▸ **Problem**
Please restate each entry below, word for word.

▸ **Provided data**
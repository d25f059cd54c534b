//! Error types and axum `IntoResponse` implementation.

use axum::{
  Json,
  http::{HeaderValue, StatusCode, header},
  response::{IntoResponse, Response},
};
use roster_api::ApiError;
use serde_json::json;
use thiserror::Error;
use tracing::error;

#[derive(Debug, Error)]
pub enum Error {
  /// Missing or wrong credentials on an API request.
  #[error("unauthorized")]
  Unauthorized,

  /// An unauthenticated page request; answered with a redirect to the login
  /// page that returns to `next` afterwards.
  #[error("login required")]
  LoginRequired { next: String },

  #[error("invalid username or password")]
  InvalidCredentials,

  #[error(transparent)]
  Api(#[from] ApiError),

  #[error("session error: {0}")]
  Session(#[from] tower_sessions::session::Error),
}

impl From<roster_core::Error> for Error {
  fn from(e: roster_core::Error) -> Self { Error::Api(e.into()) }
}

/// Percent-encode `target` for use as the `next` query parameter.
fn encode_next(target: &str) -> String {
  let mut out = String::with_capacity(target.len());
  for b in target.bytes() {
    match b {
      b'A'..=b'Z' | b'a'..=b'z' | b'0'..=b'9' | b'-' | b'_' | b'.' | b'~' | b'/' => {
        out.push(b as char)
      }
      _ => out.push_str(&format!("%{b:02X}")),
    }
  }
  out
}

impl IntoResponse for Error {
  fn into_response(self) -> Response {
    match self {
      Error::Unauthorized => {
        let mut res = (StatusCode::UNAUTHORIZED, Json(json!({ "error": "Unauthorized" })))
          .into_response();
        res.headers_mut().insert(
          header::WWW_AUTHENTICATE,
          HeaderValue::from_static("Basic realm=\"roster\""),
        );
        res
      }
      Error::LoginRequired { next } => {
        let location = format!("/login/?next={}", encode_next(&next));
        (StatusCode::FOUND, [(header::LOCATION, location)]).into_response()
      }
      Error::InvalidCredentials => (
        StatusCode::UNAUTHORIZED,
        Json(json!({ "error": "Please enter a correct username and password." })),
      )
        .into_response(),
      Error::Api(e) => e.into_response(),
      Error::Session(e) => {
        error!(error = %e, "session store failure");
        (StatusCode::INTERNAL_SERVER_ERROR, Json(json!({ "error": e.to_string() })))
          .into_response()
      }
    }
  }
}
//! Record pages: listing, details, card, and the add/update/delete forms.

use axum::{
  Json,
  extract::{Multipart, State},
  response::Redirect,
};
use roster_api::{
  ApiError,
  extract::{Path, Query},
  form::Submission,
};
use roster_core::{
  page::{HOME_PAGE_SIZE, Page},
  record::Record,
  store::{RecordFilter, RecordStore},
};
use serde::{Deserialize, Serialize};
use uuid::Uuid;

use super::media_url;
use crate::{AppState, Error};

// ─── Listing ─────────────────────────────────────────────────────────────────

#[derive(Debug, Deserialize)]
pub struct HomeParams {
  pub search: Option<String>,
  /// Kept raw: a malformed value must not reject the request.
  pub page:   Option<String>,
}

#[derive(Debug, Serialize)]
pub struct HomeView {
  pub students: Page<Record>,
  pub search:   Option<String>,
}

/// `GET /home/[?search=…][&page=…]`
pub async fn home<S>(
  State(state): State<AppState<S>>,
  Query(params): Query<HomeParams>,
) -> Result<Json<HomeView>, Error>
where
  S: RecordStore + 'static,
{
  let search = params
    .search
    .map(|s| s.trim().to_owned())
    .filter(|s| !s.is_empty());
  let filter = RecordFilter { search: search.clone(), ..RecordFilter::default() };

  let students = state
    .registry
    .list_page(&filter, params.page.as_deref(), HOME_PAGE_SIZE)
    .await?;
  Ok(Json(HomeView { students, search }))
}

// ─── Single record ───────────────────────────────────────────────────────────

/// `GET /full-details/{id}/`
pub async fn full_details<S>(
  State(state): State<AppState<S>>,
  Path(id): Path<Uuid>,
) -> Result<Json<Record>, Error>
where
  S: RecordStore + 'static,
{
  Ok(Json(state.registry.get(id).await?))
}

#[derive(Debug, Serialize)]
pub struct CardView {
  pub student:     Record,
  pub photo_url:   String,
  pub qr_code_url: String,
}

/// `GET /generate-card/{id}/`: everything an identity card shows.
pub async fn generate_card<S>(
  State(state): State<AppState<S>>,
  Path(id): Path<Uuid>,
) -> Result<Json<CardView>, Error>
where
  S: RecordStore + 'static,
{
  let student = state.registry.get(id).await?;
  Ok(Json(CardView {
    photo_url: media_url(&student.photo),
    qr_code_url: media_url(&student.qr_code),
    student,
  }))
}

// ─── Forms ───────────────────────────────────────────────────────────────────

/// `POST /add-user/`
pub async fn add_user<S>(
  State(state): State<AppState<S>>,
  multipart: Multipart,
) -> Result<Redirect, Error>
where
  S: RecordStore + 'static,
{
  let (fields, photo) = Submission::read(multipart)
    .await?
    .into_parts()
    .map_err(ApiError::Invalid)?;
  state.registry.create(fields, photo).await?;
  Ok(Redirect::to("/home/"))
}

/// `POST /update-student/{id}/`
pub async fn update_student<S>(
  State(state): State<AppState<S>>,
  Path(id): Path<Uuid>,
  multipart: Multipart,
) -> Result<Redirect, Error>
where
  S: RecordStore + 'static,
{
  // 404 before reading the body.
  state.registry.get(id).await?;
  let (fields, photo) = Submission::read(multipart)
    .await?
    .into_parts()
    .map_err(ApiError::Invalid)?;
  state.registry.update(id, fields, photo).await?;
  Ok(Redirect::to("/home/"))
}

#[derive(Debug, Serialize)]
pub struct DeleteView {
  pub student: Record,
}

/// `GET /delete-student/{id}/`: the record to confirm.
pub async fn confirm_delete<S>(
  State(state): State<AppState<S>>,
  Path(id): Path<Uuid>,
) -> Result<Json<DeleteView>, Error>
where
  S: RecordStore + 'static,
{
  Ok(Json(DeleteView { student: state.registry.get(id).await? }))
}

/// `POST /delete-student/{id}/`
pub async fn delete_student<S>(
  State(state): State<AppState<S>>,
  Path(id): Path<Uuid>,
) -> Result<Redirect, Error>
where
  S: RecordStore + 'static,
{
  state.registry.delete(id).await?;
  Ok(Redirect::to("/home/"))
}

▸ **Task result**
repository d25f059cd54c534b
//! Error types and axum `IntoResponse` implementation.

use axum::{
  Json,
  http::{HeaderValue, StatusCode, header},
  response::{IntoResponse, Response},
};
use roster_api::ApiError;
use serde_json::json;
use thiserror::Error;
use tracing::error;

#[derive(Debug, Error)]
pub enum Error {
  /// Missing or wrong credentials on an API request.
  #[error("unauthorized")]
  Unauthorized,

  /// An unauthenticated page request; answered with a redirect to the login
  /// page that returns to `next` afterwards.
  #[error("login required")]
  LoginRequired { next: String },

  #[error("invalid username or password")]
  InvalidCredentials,

  #[error(transparent)]
  Api(#[from] ApiError),

  #[error("session error: {0}")]
  Session(#[from] tower_sessions::session::Error),
}

impl From<roster_core::Error> for Error {
  fn from(e: roster_core::Error) -> Self { Error::Api(e.into()) }
}

/// Percent-encode `target` for use as the `next` query parameter.
fn encode_next(target: &str) -> String {
  let mut out = String::with_capacity(target.len());
  for b in target.bytes() {
    match b {
      b'A'..=b'Z' | b'a'..=b'z' | b'0'..=b'9' | b'-' | b'_' | b'.' | b'~' | b'/' => {
        out.push(b as char)
      }
      _ => out.push_str(&format!("%{b:02X}")),
    }
  }
  out
}

impl IntoResponse for Error {
  fn into_response(self) -> Response {
    match self {
      Error::Unauthorized => {
        let mut res = (StatusCode::UNAUTHORIZED, Json(json!({ "error": "Unauthorized" })))
          .into_response();
        res.headers_mut().insert(
          header::WWW_AUTHENTICATE,
          HeaderValue::from_static("Basic realm=\"roster\""),
        );
        res
      }
      Error::LoginRequired { next } => {
        let location = format!("/login/?next={}", encode_next(&next));
        (StatusCode::FOUND, [(header::LOCATION, location)]).into_response()
      }
      Error::InvalidCredentials => (
        StatusCode::UNAUTHORIZED,
        Json(json!({ "error": "Please enter a correct username and password." })),
      )
        .into_response(),
      Error::Api(e) => e.into_response(),
      Error::Session(e) => {
        error!(error = %e, "session store failure");
        (StatusCode::INTERNAL_SERVER_ERROR, Json(json!({ "error": e.to_string() })))
          .into_response()
      }
    }
  }
}
//! Record pages: listing, details, card, and the add/update/delete forms.

use axum::{
  Json,
  extract::{Multipart, State},
  response::Redirect,
};
use roster_api::{
  ApiError,
  extract::{Path, Query},
  form::Submission,
};
use roster_core::{
  page::{HOME_PAGE_SIZE, Page},
  record::Record,
  store::{RecordFilter, RecordStore},
};
use serde::{Deserialize, Serialize};
use uuid::Uuid;

use super::media_url;
use crate::{AppState, Error};

// ─── Listing ─────────────────────────────────────────────────────────────────

#[derive(Debug, Deserialize)]
pub struct HomeParams {
  pub search: Option<String>,
  /// Kept raw: a malformed value must not reject the request.
  pub page:   Option<String>,
}

#[derive(Debug, Serialize)]
pub struct HomeView {
  pub students: Page<Record>,
  pub search:   Option<String>,
}

/// `GET /home/[?search=…][&page=…]`
pub async fn home<S>(
  State(state): State<AppState<S>>,
  Query(params): Query<HomeParams>,
) -> Result<Json<HomeView>, Error>
where
  S: RecordStore + 'static,
{
  let search = params
    .search
    .map(|s| s.trim().to_owned())
    .filter(|s| !s.is_empty());
  let filter = RecordFilter { search: search.clone(), ..RecordFilter::default() };

  let students = state
    .registry
    .list_page(&filter, params.page.as_deref(), HOME_PAGE_SIZE)
    .await?;
  Ok(Json(HomeView { students, search }))
}

// ─── Single record ───────────────────────────────────────────────────────────

/// `GET /full-details/{id}/`
pub async fn full_details<S>(
  State(state): State<AppState<S>>,
  Path(id): Path<Uuid>,
) -> Result<Json<Record>, Error>
where
  S: RecordStore + 'static,
{
  Ok(Json(state.registry.get(id).await?))
}

#[derive(Debug, Serialize)]
pub struct CardView {
  pub student:     Record,
  pub photo_url:   String,
  pub qr_code_url: String,
}

/// `GET /generate-card/{id}/`: everything an identity card shows.
pub async fn generate_card<S>(
  State(state): State<AppState<S>>,
  Path(id): Path<Uuid>,
) -> Result<Json<CardView>, Error>
where
  S: RecordStore + 'static,
{
  let student = state.registry.get(id).await?;
  Ok(Json(CardView {
    photo_url: media_url(&student.photo),
    qr_code_url: media_url(&student.qr_code),
    student,
  }))
}

// ─── Forms ───────────────────────────────────────────────────────────────────

/// `POST /add-user/`
pub async fn add_user<S>(
  State(state): State<AppState<S>>,
  multipart: Multipart,
) -> Result<Redirect, Error>
where
  S: RecordStore + 'static,
{
  let (fields, photo) = Submission::read(multipart)
    .await?
    .into_parts()
    .map_err(ApiError::Invalid)?;
  state.registry.create(fields, photo).await?;
  Ok(Redirect::to("/home/"))
}

/// `POST /update-student/{id}/`
pub async fn update_student<S>(
  State(state): State<AppState<S>>,
  Path(id): Path<Uuid>,
  multipart: Multipart,
) -> Result<Redirect, Error>
where
  S: RecordStore + 'static,
{
  // 404 before reading the body.
  state.registry.get(id).await?;
  let (fields, photo) = Submission::read(multipart)
    .await?
    .into_parts()
    .map_err(ApiError::Invalid)?;
  state.registry.update(id, fields, photo).await?;
  Ok(Redirect::to("/home/"))
}

#[derive(Debug, Serialize)]
pub struct DeleteView {
  pub student: Record,
}

/// `GET /delete-student/{id}/`: the record to confirm.
pub async fn confirm_delete<S>(
  State(state): State<AppState<S>>,
  Path(id): Path<Uuid>,
) -> Result<Json<DeleteView>, Error>
where
  S: RecordStore + 'static,
{
  Ok(Json(DeleteView { student: state.registry.get(id).await? }))
}

/// `POST /delete-student/{id}/`
pub async fn delete_student<S>(
  State(state): State<AppState<S>>,
  Path(id): Path<Uuid>,
) -> Result<Redirect, Error>
where
  S: RecordStore + 'static,
{
  state.registry.delete(id).await?;
  Ok(Redirect::to("/home/"))
}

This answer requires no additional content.